A new model of cystic fibrosis pathology: Lack of transport of glutathione and its thiocyanate conjugates
Introduction
Cystic fibrosis (CF) is an autosomal recessive disorder characterized by repeated and destructive lower respiratory infections, resulting in the gradual destruction of the lung tissue in patients, and ending in an early death. The disease affects approximately 30,000 children and adults in the United States. The etiology of the disease has been traced to the mutation of the cystic fibrosis transmembrane conductance regulator (CFTR) protein which has long been thought to govern chloride ion conductance in epithelial cells. And, while loss of chloride conductance is the “gold standard” in terms of diagnostic parameters, loss of this function does not fully explain the diverse pathologies seen in this disease.

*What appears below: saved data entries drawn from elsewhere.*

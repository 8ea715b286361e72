//! The `echo` command.

use async_trait::async_trait;

use crate::engine::context::EngineContext;
use crate::engine::descriptor::{Descriptor, ParseMode};
use crate::engine::registry::{CommandCategory, CommandHandler, CommandHelp};
use crate::engine::vars::VAR_OUTPUT;
use crate::error::Result;
use crate::escape::unescape;

/// Emits its message after escape-sequence processing.
pub struct EchoCommand;

#[async_trait]
impl CommandHandler for EchoCommand {
    fn name(&self) -> &'static str {
        "echo"
    }

    fn parse_mode(&self) -> ParseMode {
        ParseMode::Raw
    }

    fn help(&self) -> CommandHelp {
        CommandHelp {
            description: "Print text",
            usage: "\\echo <text>",
            category: CommandCategory::General,
        }
    }

    async fn execute(&self, ctx: &mut EngineContext, desc: &Descriptor) -> Result<()> {
        let text = unescape(&desc.message);
        ctx.vars.set_system(VAR_OUTPUT, text.clone());
        ctx.emit_info(text);
        Ok(())
    }
}
//! Control-flow commands: `try`, `silent`, `if`.

use async_trait::async_trait;
use tracing::debug;

use crate::engine::context::EngineContext;
use crate::engine::descriptor::{Descriptor, ParseMode};
use crate::engine::registry::{CommandCategory, CommandHandler, CommandHelp};
use crate::engine::stack::BoundaryKind;
use crate::engine::vars::VAR_CONDITION;
use crate::error::{QuillError, Result};

/// Wraps its message command in an error boundary.
///
/// A failure of the wrapped command is recorded in `_status`/`_error` but
/// does not halt the run.
pub struct TryCommand;

#[async_trait]
impl CommandHandler for TryCommand {
    fn name(&self) -> &'static str {
        "try"
    }

    fn parse_mode(&self) -> ParseMode {
        ParseMode::Raw
    }

    fn help(&self) -> CommandHelp {
        CommandHelp {
            description: "Run a command, absorbing its failure",
            usage: "\\try <command>",
            category: CommandCategory::ControlFlow,
        }
    }

    async fn execute(&self, ctx: &mut EngineContext, desc: &Descriptor) -> Result<()> {
        if desc.raw_message.is_empty() {
            return Err(QuillError::dispatch("try requires a command"));
        }
        // Stage the uninterpolated text: the staged line is interpolated
        // when it runs, and doing it here as well would rescan placeholder
        // text inside substituted values.
        let id = ctx.stack.push_wrapped(BoundaryKind::Error, &desc.raw_message);
        debug!(id, "error boundary staged");
        Ok(())
    }
}

/// Wraps its message command in a silent boundary.
///
/// Non-error output of the wrapped command is suppressed; errors stay
/// visible.
pub struct SilentCommand;

#[async_trait]
impl CommandHandler for SilentCommand {
    fn name(&self) -> &'static str {
        "silent"
    }

    fn parse_mode(&self) -> ParseMode {
        ParseMode::Raw
    }

    fn help(&self) -> CommandHelp {
        CommandHelp {
            description: "Run a command without its normal output",
            usage: "\\silent <command>",
            category: CommandCategory::ControlFlow,
        }
    }

    async fn execute(&self, ctx: &mut EngineContext, desc: &Descriptor) -> Result<()> {
        if desc.raw_message.is_empty() {
            return Err(QuillError::dispatch("silent requires a command"));
        }
        let id = ctx.stack.push_wrapped(BoundaryKind::Silent, &desc.raw_message);
        debug!(id, "silent boundary staged");
        Ok(())
    }
}

/// Conditionally stages its message on the conditional queue.
///
/// `left`/`right` are compared with `op`; on true the message is enqueued.
/// The boolean lands in `_condition` either way.
pub struct IfCommand;

impl IfCommand {
    fn evaluate(desc: &Descriptor) -> Result<bool> {
        let left = desc.option("left");
        let right = desc.option("right");
        match desc.option("op") {
            "eq" => Ok(left == right),
            "ne" => Ok(left != right),
            "contains" => Ok(left.contains(right)),
            "empty" => Ok(left.is_empty()),
            "nonempty" => Ok(!left.is_empty()),
            "" => Err(QuillError::dispatch(
                "if requires an op option (eq, ne, contains, empty, nonempty)",
            )),
            other => Err(QuillError::dispatch(format!("unknown if op '{other}'"))),
        }
    }
}

#[async_trait]
impl CommandHandler for IfCommand {
    fn name(&self) -> &'static str {
        "if"
    }

    fn help(&self) -> CommandHelp {
        CommandHelp {
            description: "Run a command when a condition holds",
            usage: "\\if[left=a, op=eq, right=b] <command>",
            category: CommandCategory::ControlFlow,
        }
    }

    async fn execute(&self, ctx: &mut EngineContext, desc: &Descriptor) -> Result<()> {
        let holds = Self::evaluate(desc)?;
        ctx.vars
            .set_system(VAR_CONDITION, if holds { "1" } else { "0" });
        debug!(holds, "condition evaluated");

        if holds && !desc.raw_message.is_empty() {
            ctx.queue.push_back(&desc.raw_message);
        }
        Ok(())
    }
}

Since the discovery of the CFTR and its respective gene in 1989, there has been an enormous drive to further understand the disease and in fact, try to correct the imperfection via gene therapy. Because CFTR has been the center of attention in CF research, it has become much clearer what its function is as a membrane protein, and there is a better understanding of its similarities to other ATP-binding cassette (ABC) membrane proteins [1]. It is now known that the CFTR, just as the other ABC proteins, is permeable to glutathione (GSH) and that the lining of the CF lung which has a defective CFTR is abnormally deficient in this anti-oxidant protein [2]. There is now a better understanding of the disease, but the cause of the various pathologies associated with CF still remains elusive.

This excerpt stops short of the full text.